=== Problem ===
Write out the data below in full. Keep it exact.

Stored data entries:
====

//! Presigned uploads.

use std::path::Path;

use reqwest::Method;
use vendor_types::{DomainError, PresignRequest, PresignResponse, UploadPrefix, UploadResult};

use crate::{ClientError, VendorClient};

const DEFAULT_CONTENT_TYPE: &str = "application/octet-stream";

/// A file ready to be uploaded.
#[derive(Debug, Clone)]
pub struct UploadFile {
    pub file_name: String,
    pub content_type: String,
    pub bytes: Vec<u8>,
}

impl UploadFile {
    pub fn new(
        file_name: impl Into<String>,
        content_type: impl Into<String>,
        bytes: Vec<u8>,
    ) -> Self {
        Self {
            file_name: file_name.into(),
            content_type: content_type.into(),
            bytes,
        }
    }

    /// Reads a file from disk, inferring the content type from its extension.
    pub async fn from_path(path: impl AsRef<Path>) -> Result<Self, ClientError> {
        let path = path.as_ref();
        let bytes = tokio::fs::read(path).await?;
        let file_name = path
            .file_name()
            .map(|n| n.to_string_lossy().into_owned())
            .unwrap_or_else(|| "upload".to_string());
        let content_type = content_type_for(path);
        Ok(Self::new(file_name, content_type, bytes))
    }

    pub fn size(&self) -> u64 {
        self.bytes.len() as u64
    }
}

fn content_type_for(path: &Path) -> &'static str {
    let extension = path
        .extension()
        .and_then(|e| e.to_str())
        .map(|e| e.to_ascii_lowercase());
    match extension.as_deref() {
        Some("png") => "image/png",
        Some("jpg" | "jpeg") => "image/jpeg",
        Some("webp") => "image/webp",
        Some("gif") => "image/gif",
        Some("heic") => "image/heic",
        Some("pdf") => "application/pdf",
        _ => DEFAULT_CONTENT_TYPE,
    }
}

impl VendorClient {
    /// Asks the backend for a presigned upload target.
    ///
    /// This route is public: only the publishable key is sent.
    pub async fn presign_upload(
        &self,
        file: &UploadFile,
        prefix: UploadPrefix,
    ) -> Result<PresignResponse, ClientError> {
        let content_type = if file.content_type.is_empty() {
            DEFAULT_CONTENT_TYPE.to_string()
        } else {
            file.content_type.clone()
        };
        let req = PresignRequest {
            file_name: file.file_name.clone(),
            content_type,
            size: file.size(),
            prefix,
        };
        tracing::debug!(
            file_name = %req.file_name,
            size = req.size,
            %prefix,
            "Requesting presigned upload"
        );
        let resp = self
            .request(Method::POST, "/public/uploads-presign", false)
            .json(&req)
            .send()
            .await?;
        let body = Self::check(resp).await?;
        Ok(serde_json::from_str(&body)?)
    }

    /// Uploads a file through a presigned URL.
    pub async fn upload_image(
        &self,
        file: &UploadFile,
        prefix: UploadPrefix,
    ) -> Result<UploadResult, ClientError> {
        let presign = self.presign_upload(file, prefix).await?;

        let method = Method::from_bytes(presign.method.as_bytes())
            .map_err(|_| ClientError::InvalidMethod(presign.method.clone()))?;
        let mut req = self.http.request(method, &presign.upload_url);
        if let Some(headers) = &presign.headers {
            for (name, value) in headers {
                req = req.header(name, value);
            }
        }

        let resp = req.body(file.bytes.clone()).send().await?;
        let status = resp.status();
        let body = resp.text().await.unwrap_or_default();
        tracing::debug!(status = status.as_u16(), "Upload finished");
        if !status.is_success() {
            return Err(ClientError::Upload {
                status: status.as_u16(),
                body,
            });
        }

        let result = presign.into_result();
        tracing::info!(key = ?result.key, public_url = ?result.public_url, "File uploaded");
        Ok(result)
    }

    /// Uploads a file and returns its public URL.
    pub async fn upload_image_and_get_url(
        &self,
        file: &UploadFile,
        prefix: UploadPrefix,
    ) -> Result<String, ClientError> {
        self.upload_image(file, prefix)
            .await?
            .public_url
            .ok_or_else(|| DomainError::MissingPublicUrl.into())
    }
}

#[cfg(test)]
mod tests {
    use super::*;

    #[test]
    fn test_content_type_for() {
        assert_eq!(content_type_for(Path::new("ci.PNG")), "image/png");
        assert_eq!(content_type_for(Path::new("tax.jpeg")), "image/jpeg");
        assert_eq!(content_type_for(Path::new("doc.pdf")), "application/pdf");
        assert_eq!(content_type_for(Path::new("archive")), DEFAULT_CONTENT_TYPE);
    }

    #[tokio::test]
    async fn test_from_path_reads_file() {
        let dir = tempfile::tempdir().unwrap();
        let path = dir.path().join("ci.jpg");
        std::fs::write(&path, b"fake-image").unwrap();

        let file = UploadFile::from_path(&path).await.unwrap();
        assert_eq!(file.file_name, "ci.jpg");
        assert_eq!(file.content_type, "image/jpeg");
        assert_eq!(file.size(), 10);
    }

    #[tokio::test]
    async fn test_from_path_missing_file() {
        let result = UploadFile::from_path("/definitely/not/here.png").await;
        assert!(matches!(result, Err(ClientError::Io(_))));
    }
}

====

=== Task result ===
//! Presigned uploads.

use std::path::Path;

use reqwest::Method;
use vendor_types::{DomainError, PresignRequest, PresignResponse, UploadPrefix, UploadResult};

use crate::{ClientError, VendorClient};

const DEFAULT_CONTENT_TYPE: &str = "application/octet-stream";

/// A file ready to be uploaded.
#[derive(Debug, Clone)]
pub struct UploadFile {
    pub file_name: String,
    pub content_type: String,
    pub bytes: Vec<u8>,
}

impl UploadFile {
    pub fn new(
        file_name: impl Into<String>,
        content_type: impl Into<String>,
        bytes: Vec<u8>,
    ) -> Self {
        Self {
            file_name: file_name.into(),
            content_type: content_type.into(),
            bytes,
        }
    }

    /// Reads a file from disk, inferring the content type from its extension.
    pub async fn from_path(path: impl AsRef<Path>) -> Result<Self, ClientError> {
        let path = path.as_ref();
        let bytes = tokio::fs::read(path).await?;
        let file_name = path
            .file_name()
            .map(|n| n.to_string_lossy().into_owned())
            .unwrap_or_else(|| "upload".to_string());
        let content_type = content_type_for(path);
        Ok(Self::new(file_name, content_type, bytes))
    }

    pub fn size(&self) -> u64 {
        self.bytes.len() as u64
    }
}

fn content_type_for(path: &Path) -> &'static str {
    let extension = path
        .extension()
        .and_then(|e| e.to_str())
        .map(|e| e.to_ascii_lowercase());
    match extension.as_deref() {
        Some("png") => "image/png",
        Some("jpg" | "jpeg") => "image/jpeg",
        Some("webp") => "image/webp",
        Some("gif") => "image/gif",
        Some("heic") => "image/heic",
        Some("pdf") => "application/pdf",
        _ => DEFAULT_CONTENT_TYPE,
    }
}

impl VendorClient {
    /// Asks the backend for a presigned upload target.
    ///
    /// This route is public: only the publishable key is sent.
    pub async fn presign_upload(
        &self,
        file: &UploadFile,
        prefix: UploadPrefix,
    ) -> Result<PresignResponse, ClientError> {
        let content_type = if file.content_type.is_empty() {
            DEFAULT_CONTENT_TYPE.to_string()
        } else {
            file.content_type.clone()
        };
        let req = PresignRequest {
            file_name: file.file_name.clone(),
            content_type,
            size: file.size(),
            prefix,
        };
        tracing::debug!(
            file_name = %req.file_name,
            size = req.size,
            %prefix,
            "Requesting presigned upload"
        );
        let resp = self
            .request(Method::POST, "/public/uploads-presign", false)
            .json(&req)
            .send()
            .await?;
        let body = Self::check(resp).await?;
        Ok(serde_json::from_str(&body)?)
    }

    /// Uploads a file through a presigned URL.
    pub async fn upload_image(
        &self,
        file: &UploadFile,
        prefix: UploadPrefix,
    ) -> Result<UploadResult, ClientError> {
        let presign = self.presign_upload(file, prefix).await?;

        let method = Method::from_bytes(presign.method.as_bytes())
            .map_err(|_| ClientError::InvalidMethod(presign.method.clone()))?;
        let mut req = self.http.request(method, &presign.upload_url);
        if let Some(headers) = &presign.headers {
            for (name, value) in headers {
                req = req.header(name, value);
            }
        }

        let resp = req.body(file.bytes.clone()).send().await?;
        let status = resp.status();
        let body = resp.text().await.unwrap_or_default();
        tracing::debug!(status = status.as_u16(), "Upload finished");
        if !status.is_success() {
            return Err(ClientError::Upload {
                status: status.as_u16(),
                body,
            });
        }

        let result = presign.into_result();
        tracing::info!(key = ?result.key, public_url = ?result.public_url, "File uploaded");
        Ok(result)
    }

    /// Uploads a file and returns its public URL.
    pub async fn upload_image_and_get_url(
        &self,
        file: &UploadFile,
        prefix: UploadPrefix,
    ) -> Result<String, ClientError> {
        self.upload_image(file, prefix)
            .await?
            .public_url
            .ok_or_else(|| DomainError::MissingPublicUrl.into())
    }
}

#[cfg(test)]
mod tests {
    use super::*;

    #[test]
    fn test_content_type_for() {
        assert_eq!(content_type_for(Path::new("ci.PNG")), "image/png");
        assert_eq!(content_type_for(Path::new("tax.jpeg")), "image/jpeg");
        assert_eq!(content_type_for(Path::new("doc.pdf")), "application/pdf");
        assert_eq!(content_type_for(Path::new("archive")), DEFAULT_CONTENT_TYPE);
    }

    #[tokio::test]
    async fn test_from_path_reads_file() {
        let dir = tempfile::tempdir().unwrap();
        let path = dir.path().join("ci.jpg");
        std::fs::write(&path, b"fake-image").unwrap();

        let file = UploadFile::from_path(&path).await.unwrap();
        assert_eq!(file.file_name, "ci.jpg");
        assert_eq!(file.content_type, "image/jpeg");
        assert_eq!(file.size(), 10);
    }

    #[tokio::test]
    async fn test_from_path_missing_file() {
        let result = UploadFile::from_path("/definitely/not/here.png").await;
        assert!(matches!(result, Err(ClientError::Io(_))));
    }
}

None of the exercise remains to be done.